Your instructions
Go through the data underneath and copy every line exactly.

Material for this task
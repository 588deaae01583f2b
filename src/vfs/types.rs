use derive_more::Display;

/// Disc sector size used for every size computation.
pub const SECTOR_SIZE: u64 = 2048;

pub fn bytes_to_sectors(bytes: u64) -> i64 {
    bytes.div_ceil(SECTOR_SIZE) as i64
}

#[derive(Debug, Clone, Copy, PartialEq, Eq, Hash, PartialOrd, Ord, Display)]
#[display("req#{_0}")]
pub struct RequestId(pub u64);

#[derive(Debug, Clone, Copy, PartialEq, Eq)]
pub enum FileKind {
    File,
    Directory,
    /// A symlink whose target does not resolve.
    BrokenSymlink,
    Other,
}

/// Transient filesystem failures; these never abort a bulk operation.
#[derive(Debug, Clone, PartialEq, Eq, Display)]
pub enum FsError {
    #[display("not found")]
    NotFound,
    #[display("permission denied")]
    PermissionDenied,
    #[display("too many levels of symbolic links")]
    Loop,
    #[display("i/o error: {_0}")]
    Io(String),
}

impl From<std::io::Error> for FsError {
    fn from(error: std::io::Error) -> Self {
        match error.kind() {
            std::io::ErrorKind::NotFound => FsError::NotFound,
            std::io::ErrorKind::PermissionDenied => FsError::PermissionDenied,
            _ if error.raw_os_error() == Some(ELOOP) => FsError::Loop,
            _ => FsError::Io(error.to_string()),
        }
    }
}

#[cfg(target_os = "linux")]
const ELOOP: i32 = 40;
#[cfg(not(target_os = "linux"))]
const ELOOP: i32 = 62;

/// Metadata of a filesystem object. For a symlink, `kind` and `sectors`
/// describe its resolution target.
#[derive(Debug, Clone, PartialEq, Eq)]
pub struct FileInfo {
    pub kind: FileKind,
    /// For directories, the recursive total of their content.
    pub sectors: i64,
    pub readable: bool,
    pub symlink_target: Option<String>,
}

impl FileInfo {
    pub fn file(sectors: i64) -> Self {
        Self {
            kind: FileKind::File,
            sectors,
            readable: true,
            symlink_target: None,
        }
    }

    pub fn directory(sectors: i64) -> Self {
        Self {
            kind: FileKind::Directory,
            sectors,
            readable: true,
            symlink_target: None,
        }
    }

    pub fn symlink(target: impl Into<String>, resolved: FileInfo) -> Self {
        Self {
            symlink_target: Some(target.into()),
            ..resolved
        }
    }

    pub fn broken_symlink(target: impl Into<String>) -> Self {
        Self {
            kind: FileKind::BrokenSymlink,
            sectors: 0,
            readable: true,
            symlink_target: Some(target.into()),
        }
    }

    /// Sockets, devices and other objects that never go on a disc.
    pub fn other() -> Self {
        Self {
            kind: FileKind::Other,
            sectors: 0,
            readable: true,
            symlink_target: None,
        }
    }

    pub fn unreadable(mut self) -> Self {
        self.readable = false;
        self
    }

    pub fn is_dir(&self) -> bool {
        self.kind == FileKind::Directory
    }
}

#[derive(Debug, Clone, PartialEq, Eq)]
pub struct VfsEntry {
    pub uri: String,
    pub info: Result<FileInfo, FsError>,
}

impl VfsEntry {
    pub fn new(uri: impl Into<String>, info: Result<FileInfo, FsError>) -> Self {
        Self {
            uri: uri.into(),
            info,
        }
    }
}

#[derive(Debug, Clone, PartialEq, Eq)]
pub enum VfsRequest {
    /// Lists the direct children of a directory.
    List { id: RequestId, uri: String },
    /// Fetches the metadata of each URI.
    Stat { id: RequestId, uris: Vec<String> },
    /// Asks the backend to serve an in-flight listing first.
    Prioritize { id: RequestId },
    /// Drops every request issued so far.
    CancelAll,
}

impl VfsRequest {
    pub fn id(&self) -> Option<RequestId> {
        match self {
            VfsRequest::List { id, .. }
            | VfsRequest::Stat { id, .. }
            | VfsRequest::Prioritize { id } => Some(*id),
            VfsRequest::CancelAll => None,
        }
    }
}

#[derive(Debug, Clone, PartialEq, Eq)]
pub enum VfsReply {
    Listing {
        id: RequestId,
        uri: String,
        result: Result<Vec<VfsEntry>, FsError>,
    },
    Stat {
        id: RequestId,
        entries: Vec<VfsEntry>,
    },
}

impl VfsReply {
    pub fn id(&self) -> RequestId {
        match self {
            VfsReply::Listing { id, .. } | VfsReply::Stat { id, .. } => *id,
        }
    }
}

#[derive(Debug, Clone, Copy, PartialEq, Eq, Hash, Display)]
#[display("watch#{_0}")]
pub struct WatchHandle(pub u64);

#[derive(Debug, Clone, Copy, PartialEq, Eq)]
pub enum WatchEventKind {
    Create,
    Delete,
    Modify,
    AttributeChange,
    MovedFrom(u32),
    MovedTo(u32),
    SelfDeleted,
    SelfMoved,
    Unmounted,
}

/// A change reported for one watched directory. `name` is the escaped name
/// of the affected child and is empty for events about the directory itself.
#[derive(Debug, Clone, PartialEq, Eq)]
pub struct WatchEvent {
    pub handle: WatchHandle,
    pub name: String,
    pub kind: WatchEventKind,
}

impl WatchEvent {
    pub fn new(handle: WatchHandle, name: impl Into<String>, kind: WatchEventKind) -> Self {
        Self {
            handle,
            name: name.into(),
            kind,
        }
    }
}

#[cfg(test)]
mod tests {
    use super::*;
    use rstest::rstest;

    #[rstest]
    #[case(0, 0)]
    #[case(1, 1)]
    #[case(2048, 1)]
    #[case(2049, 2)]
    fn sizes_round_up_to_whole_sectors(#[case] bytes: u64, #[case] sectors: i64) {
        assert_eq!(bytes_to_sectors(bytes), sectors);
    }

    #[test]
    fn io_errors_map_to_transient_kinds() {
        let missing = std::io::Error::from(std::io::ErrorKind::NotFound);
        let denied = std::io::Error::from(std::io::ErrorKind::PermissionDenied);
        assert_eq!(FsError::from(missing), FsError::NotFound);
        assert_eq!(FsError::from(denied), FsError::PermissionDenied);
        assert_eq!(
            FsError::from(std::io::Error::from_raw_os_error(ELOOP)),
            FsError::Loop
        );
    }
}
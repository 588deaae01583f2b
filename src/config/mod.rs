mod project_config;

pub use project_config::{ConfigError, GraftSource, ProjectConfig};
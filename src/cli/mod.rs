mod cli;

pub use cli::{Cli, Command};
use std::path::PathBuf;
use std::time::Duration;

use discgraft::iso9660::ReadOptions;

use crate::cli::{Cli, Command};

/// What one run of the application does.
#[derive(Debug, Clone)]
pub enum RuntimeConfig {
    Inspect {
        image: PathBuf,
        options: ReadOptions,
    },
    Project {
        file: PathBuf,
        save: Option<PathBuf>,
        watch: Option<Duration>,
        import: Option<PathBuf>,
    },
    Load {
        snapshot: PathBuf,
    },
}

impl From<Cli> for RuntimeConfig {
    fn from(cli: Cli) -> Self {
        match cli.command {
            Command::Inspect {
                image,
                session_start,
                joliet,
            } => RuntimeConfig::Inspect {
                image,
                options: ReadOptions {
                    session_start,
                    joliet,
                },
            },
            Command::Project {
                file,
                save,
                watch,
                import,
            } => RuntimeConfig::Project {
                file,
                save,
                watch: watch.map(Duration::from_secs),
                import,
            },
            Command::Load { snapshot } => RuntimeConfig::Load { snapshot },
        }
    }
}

Reply to the exercise
repository 588deaae01583f2b
filename src/vfs/types.rs
use derive_more::Display;

/// Disc sector size used for every size computation.
pub const SECTOR_SIZE: u64 = 2048;

pub fn bytes_to_sectors(bytes: u64) -> i64 {
    bytes.div_ceil(SECTOR_SIZE) as i64
}

#[derive(Debug, Clone, Copy, PartialEq, Eq, Hash, PartialOrd, Ord, Display)]
#[display("req#{_0}")]
pub struct RequestId(pub u64);

#[derive(Debug, Clone, Copy, PartialEq, Eq)]
pub enum FileKind {
    File,
    Directory,
    /// A symlink whose target does not resolve.
    BrokenSymlink,
    Other,
}

/// Transient filesystem failures; these never abort a bulk operation.
#[derive(Debug, Clone, PartialEq, Eq, Display)]
pub enum FsError {
    #[display("not found")]
    NotFound,
    #[display("permission denied")]
    PermissionDenied,
    #[display("too many levels of symbolic links")]
    Loop,
    #[display("i/o error: {_0}")]
    Io(String),
}

impl From<std::io::Error> for FsError {
    fn from(error: std::io::Error) -> Self {
        match error.kind() {
            std::io::ErrorKind::NotFound => FsError::NotFound,
            std::io::ErrorKind::PermissionDenied => FsError::PermissionDenied,
            _ if error.raw_os_error() == Some(ELOOP) => FsError::Loop,
            _ => FsError::Io(error.to_string()),
        }
    }
}

#[cfg(target_os = "linux")]
const ELOOP: i32 = 40;
#[cfg(not(target_os = "linux"))]
const ELOOP: i32 = 62;

/// Metadata of a filesystem object. For a symlink, `kind` and `sectors`
/// describe its resolution target.
#[derive(Debug, Clone, PartialEq, Eq)]
pub struct FileInfo {
    pub kind: FileKind,
    /// For directories, the recursive total of their content.
    pub sectors: i64,
    pub readable: bool,
    pub symlink_target: Option<String>,
}

impl FileInfo {
    pub fn file(sectors: i64) -> Self {
        Self {
            kind: FileKind::File,
            sectors,
            readable: true,
            symlink_target: None,
        }
    }

    pub fn directory(sectors: i64) -> Self {
        Self {
            kind: FileKind::Directory,
            sectors,
            readable: true,
            symlink_target: None,
        }
    }

    pub fn symlink(target: impl Into<String>, resolved: FileInfo) -> Self {
        Self {
            symlink_target: Some(target.into()),
            ..resolved
        }
    }

    pub fn broken_symlink(target: impl Into<String>) -> Self {
        Self {
            kind: FileKind::BrokenSymlink,
            sectors: 0,
            readable: true,
            symlink_target: Some(target.into()),
        }
    }

    /// Sockets, devices and other objects that never go on a disc.
    pub fn other() -> Self {
        Self {
            kind: FileKind::Other,
            sectors: 0,
            readable: true,
            symlink_target: None,
        }
    }

    pub fn unreadable(mut self) -> Self {
        self.readable = false;
        self
    }

    pub fn is_dir(&self) -> bool {
        self.kind == FileKind::Directory
    }
}

#[derive(Debug, Clone, PartialEq, Eq)]
pub struct VfsEntry {
    pub uri: String,
    pub info: Result<FileInfo, FsError>,
}

impl VfsEntry {
    pub fn new(uri: impl Into<String>, info: Result<FileInfo, FsError>) -> Self {
        Self {
            uri: uri.into(),
            info,
        }
    }
}

#[derive(Debug, Clone, PartialEq, Eq)]
pub enum VfsRequest {
    /// Lists the direct children of a directory.
    List { id: RequestId, uri: String },
    /// Fetches the metadata of each URI.
    Stat { id: RequestId, uris: Vec<String> },
    /// Asks the backend to serve an in-flight listing first.
    Prioritize { id: RequestId },
    /// Drops every request issued so far.
    CancelAll,
}

impl VfsRequest {
    pub fn id(&self) -> Option<RequestId> {
        match self {
            VfsRequest::List { id, .. }
            | VfsRequest::Stat { id, .. }
            | VfsRequest::Prioritize { id } => Some(*id),
            VfsRequest::CancelAll => None,
        }
    }
}

#[derive(Debug, Clone, PartialEq, Eq)]
pub enum VfsReply {
    Listing {
        id: RequestId,
        uri: String,
        result: Result<Vec<VfsEntry>, FsError>,
    },
    Stat {
        id: RequestId,
        entries: Vec<VfsEntry>,
    },
}

impl VfsReply {
    pub fn id(&self) -> RequestId {
        match self {
            VfsReply::Listing { id, .. } | VfsReply::Stat { id, .. } => *id,
        }
    }
}

#[derive(Debug, Clone, Copy, PartialEq, Eq, Hash, Display)]
#[display("watch#{_0}")]
pub struct WatchHandle(pub u64);

#[derive(Debug, Clone, Copy, PartialEq, Eq)]
pub enum WatchEventKind {
    Create,
    Delete,
    Modify,
    AttributeChange,
    MovedFrom(u32),
    MovedTo(u32),
    SelfDeleted,
    SelfMoved,
    Unmounted,
}

/// A change reported for one watched directory. `name` is the escaped name
/// of the affected child and is empty for events about the directory itself.
#[derive(Debug, Clone, PartialEq, Eq)]
pub struct WatchEvent {
    pub handle: WatchHandle,
    pub name: String,
    pub kind: WatchEventKind,
}

impl WatchEvent {
    pub fn new(handle: WatchHandle, name: impl Into<String>, kind: WatchEventKind) -> Self {
        Self {
            handle,
            name: name.into(),
            kind,
        }
    }
}

#[cfg(test)]
mod tests {
    use super::*;
    use rstest::rstest;

    #[rstest]
    #[case(0, 0)]
    #[case(1, 1)]
    #[case(2048, 1)]
    #[case(2049, 2)]
    fn sizes_round_up_to_whole_sectors(#[case] bytes: u64, #[case] sectors: i64) {
        assert_eq!(bytes_to_sectors(bytes), sectors);
    }

    #[test]
    fn io_errors_map_to_transient_kinds() {
        let missing = std::io::Error::from(std::io::ErrorKind::NotFound);
        let denied = std::io::Error::from(std::io::ErrorKind::PermissionDenied);
        assert_eq!(FsError::from(missing), FsError::NotFound);
        assert_eq!(FsError::from(denied), FsError::PermissionDenied);
        assert_eq!(
            FsError::from(std::io::Error::from_raw_os_error(ELOOP)),
            FsError::Loop
        );
    }
}
repository 588deaae01583f2b
filename src/config/mod.rs
mod project_config;

pub use project_config::{ConfigError, GraftSource, ProjectConfig};
filename src/cli/mod.rs
mod cli;

pub use cli::{Cli, Command};
use std::path::PathBuf;
use std::time::Duration;

use discgraft::iso9660::ReadOptions;

use crate::cli::{Cli, Command};

/// What one run of the application does.
#[derive(Debug, Clone)]
pub enum RuntimeConfig {
    Inspect {
        image: PathBuf,
        options: ReadOptions,
    },
    Project {
        file: PathBuf,
        save: Option<PathBuf>,
        watch: Option<Duration>,
        import: Option<PathBuf>,
    },
    Load {
        snapshot: PathBuf,
    },
}

impl From<Cli> for RuntimeConfig {
    fn from(cli: Cli) -> Self {
        match cli.command {
            Command::Inspect {
                image,
                session_start,
                joliet,
            } => RuntimeConfig::Inspect {
                image,
                options: ReadOptions {
                    session_start,
                    joliet,
                },
            },
            Command::Project {
                file,
                save,
                watch,
                import,
            } => RuntimeConfig::Project {
                file,
                save,
                watch: watch.map(Duration::from_secs),
                import,
            },
            Command::Load { snapshot } => RuntimeConfig::Load { snapshot },
        }
    }
}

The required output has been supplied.